Dataset entries
○ ○ ○ ○

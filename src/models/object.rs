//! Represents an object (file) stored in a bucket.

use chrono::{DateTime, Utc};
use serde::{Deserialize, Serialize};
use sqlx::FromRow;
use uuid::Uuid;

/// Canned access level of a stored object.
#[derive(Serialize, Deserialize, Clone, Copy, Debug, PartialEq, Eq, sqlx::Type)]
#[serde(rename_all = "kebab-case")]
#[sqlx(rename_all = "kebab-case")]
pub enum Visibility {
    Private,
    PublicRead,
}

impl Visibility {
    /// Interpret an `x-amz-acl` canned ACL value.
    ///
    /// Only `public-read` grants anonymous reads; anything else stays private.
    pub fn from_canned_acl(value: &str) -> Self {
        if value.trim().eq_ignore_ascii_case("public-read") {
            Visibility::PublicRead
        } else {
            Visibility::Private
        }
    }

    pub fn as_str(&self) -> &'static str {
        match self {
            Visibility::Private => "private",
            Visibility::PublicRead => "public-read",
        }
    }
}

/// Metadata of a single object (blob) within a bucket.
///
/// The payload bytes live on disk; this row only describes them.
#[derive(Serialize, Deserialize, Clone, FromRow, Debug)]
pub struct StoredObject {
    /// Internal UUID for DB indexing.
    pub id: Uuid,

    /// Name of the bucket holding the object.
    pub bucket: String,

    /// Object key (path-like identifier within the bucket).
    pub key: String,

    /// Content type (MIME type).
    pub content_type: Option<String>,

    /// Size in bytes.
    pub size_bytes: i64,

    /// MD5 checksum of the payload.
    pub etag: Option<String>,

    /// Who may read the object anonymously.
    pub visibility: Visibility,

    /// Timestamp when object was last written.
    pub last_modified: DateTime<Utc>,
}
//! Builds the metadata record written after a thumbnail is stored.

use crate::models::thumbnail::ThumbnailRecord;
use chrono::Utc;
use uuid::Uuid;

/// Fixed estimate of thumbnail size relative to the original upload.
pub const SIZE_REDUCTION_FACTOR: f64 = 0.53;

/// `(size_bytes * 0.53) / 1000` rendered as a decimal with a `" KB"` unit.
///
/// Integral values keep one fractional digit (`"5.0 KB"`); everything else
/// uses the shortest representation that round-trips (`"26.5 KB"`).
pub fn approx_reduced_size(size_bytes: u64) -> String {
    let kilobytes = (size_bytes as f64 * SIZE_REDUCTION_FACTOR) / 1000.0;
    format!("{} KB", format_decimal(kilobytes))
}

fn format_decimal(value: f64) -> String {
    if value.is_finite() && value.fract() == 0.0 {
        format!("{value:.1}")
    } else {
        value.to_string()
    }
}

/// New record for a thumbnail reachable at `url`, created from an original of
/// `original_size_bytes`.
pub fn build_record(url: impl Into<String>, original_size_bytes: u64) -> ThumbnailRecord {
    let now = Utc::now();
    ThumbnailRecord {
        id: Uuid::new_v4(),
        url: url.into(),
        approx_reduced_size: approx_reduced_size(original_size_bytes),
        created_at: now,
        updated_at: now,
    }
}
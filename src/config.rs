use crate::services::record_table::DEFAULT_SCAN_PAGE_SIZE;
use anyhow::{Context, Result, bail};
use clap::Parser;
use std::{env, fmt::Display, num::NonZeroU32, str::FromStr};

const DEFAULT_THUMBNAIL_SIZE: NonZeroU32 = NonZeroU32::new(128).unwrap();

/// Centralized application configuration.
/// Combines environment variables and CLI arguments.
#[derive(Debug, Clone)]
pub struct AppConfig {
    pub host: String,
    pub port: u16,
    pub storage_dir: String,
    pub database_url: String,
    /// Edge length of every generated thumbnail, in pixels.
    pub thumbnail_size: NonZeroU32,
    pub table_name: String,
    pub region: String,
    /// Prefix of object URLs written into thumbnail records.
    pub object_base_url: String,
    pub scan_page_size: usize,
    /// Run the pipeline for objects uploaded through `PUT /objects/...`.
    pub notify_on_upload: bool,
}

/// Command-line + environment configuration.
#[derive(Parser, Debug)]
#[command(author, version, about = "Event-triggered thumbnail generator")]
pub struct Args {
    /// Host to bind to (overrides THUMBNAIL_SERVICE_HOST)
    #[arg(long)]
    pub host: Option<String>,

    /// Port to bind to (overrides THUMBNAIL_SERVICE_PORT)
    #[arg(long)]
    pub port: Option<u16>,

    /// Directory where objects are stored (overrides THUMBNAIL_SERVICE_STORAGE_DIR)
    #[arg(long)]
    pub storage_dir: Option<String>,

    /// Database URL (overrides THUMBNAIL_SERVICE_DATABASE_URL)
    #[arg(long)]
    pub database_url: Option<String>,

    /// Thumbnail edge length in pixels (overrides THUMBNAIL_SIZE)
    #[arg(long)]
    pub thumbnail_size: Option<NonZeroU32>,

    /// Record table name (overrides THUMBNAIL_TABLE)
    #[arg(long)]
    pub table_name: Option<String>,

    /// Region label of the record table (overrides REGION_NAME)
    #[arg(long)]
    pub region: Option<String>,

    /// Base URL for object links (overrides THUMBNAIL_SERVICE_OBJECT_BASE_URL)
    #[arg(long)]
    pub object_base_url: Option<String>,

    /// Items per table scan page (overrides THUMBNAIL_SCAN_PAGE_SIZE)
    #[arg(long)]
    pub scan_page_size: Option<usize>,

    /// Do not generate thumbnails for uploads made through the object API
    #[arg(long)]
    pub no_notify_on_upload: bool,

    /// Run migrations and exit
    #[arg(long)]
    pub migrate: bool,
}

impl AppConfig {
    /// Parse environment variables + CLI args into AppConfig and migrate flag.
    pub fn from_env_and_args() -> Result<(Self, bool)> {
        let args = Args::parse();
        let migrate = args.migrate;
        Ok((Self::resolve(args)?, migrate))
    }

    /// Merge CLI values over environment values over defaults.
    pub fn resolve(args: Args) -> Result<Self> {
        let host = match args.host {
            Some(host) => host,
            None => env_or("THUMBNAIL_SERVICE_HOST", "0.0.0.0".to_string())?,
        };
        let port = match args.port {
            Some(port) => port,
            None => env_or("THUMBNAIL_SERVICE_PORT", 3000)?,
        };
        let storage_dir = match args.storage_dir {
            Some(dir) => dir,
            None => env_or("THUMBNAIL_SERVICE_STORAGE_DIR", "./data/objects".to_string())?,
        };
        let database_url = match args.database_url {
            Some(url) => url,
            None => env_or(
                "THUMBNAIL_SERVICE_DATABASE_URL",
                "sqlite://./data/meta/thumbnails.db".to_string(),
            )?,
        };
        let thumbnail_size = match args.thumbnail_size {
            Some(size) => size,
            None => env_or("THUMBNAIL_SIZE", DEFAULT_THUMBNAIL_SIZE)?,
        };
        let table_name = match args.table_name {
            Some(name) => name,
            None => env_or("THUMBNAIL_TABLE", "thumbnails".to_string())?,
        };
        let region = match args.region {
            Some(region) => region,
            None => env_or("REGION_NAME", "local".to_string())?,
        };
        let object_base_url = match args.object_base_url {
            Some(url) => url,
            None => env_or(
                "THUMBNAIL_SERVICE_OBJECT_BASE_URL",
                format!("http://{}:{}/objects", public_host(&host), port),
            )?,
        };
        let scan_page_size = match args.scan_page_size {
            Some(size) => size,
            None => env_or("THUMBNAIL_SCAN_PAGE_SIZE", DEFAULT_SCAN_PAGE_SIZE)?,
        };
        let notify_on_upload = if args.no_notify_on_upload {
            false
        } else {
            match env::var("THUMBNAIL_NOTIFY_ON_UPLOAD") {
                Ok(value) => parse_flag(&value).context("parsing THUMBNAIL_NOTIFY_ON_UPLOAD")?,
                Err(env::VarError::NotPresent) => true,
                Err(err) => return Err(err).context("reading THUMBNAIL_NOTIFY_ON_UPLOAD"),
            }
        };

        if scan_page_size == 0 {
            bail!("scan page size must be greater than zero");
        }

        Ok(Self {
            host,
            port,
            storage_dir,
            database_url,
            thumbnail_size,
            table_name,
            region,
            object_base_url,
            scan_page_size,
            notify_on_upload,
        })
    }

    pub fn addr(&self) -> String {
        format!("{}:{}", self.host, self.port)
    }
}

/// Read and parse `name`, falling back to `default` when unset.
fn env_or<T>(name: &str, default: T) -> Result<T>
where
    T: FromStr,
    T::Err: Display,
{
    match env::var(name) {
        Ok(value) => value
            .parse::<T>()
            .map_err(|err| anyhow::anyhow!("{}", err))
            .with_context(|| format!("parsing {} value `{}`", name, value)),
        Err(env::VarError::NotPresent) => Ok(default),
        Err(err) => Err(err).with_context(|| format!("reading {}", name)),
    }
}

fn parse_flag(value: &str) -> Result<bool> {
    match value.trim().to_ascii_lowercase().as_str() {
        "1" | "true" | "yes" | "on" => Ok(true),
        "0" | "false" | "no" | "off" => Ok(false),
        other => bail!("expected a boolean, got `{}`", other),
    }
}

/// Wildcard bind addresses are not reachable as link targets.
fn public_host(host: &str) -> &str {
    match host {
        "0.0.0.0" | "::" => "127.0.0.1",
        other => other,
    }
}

○ ○ ○ ○

Exercise — Every line above holding the string "resolve" should be listed.

Solution for this exercise —
        Ok((Self::resolve(args)?, migrate))
    pub fn resolve(args: Args) -> Result<Self> {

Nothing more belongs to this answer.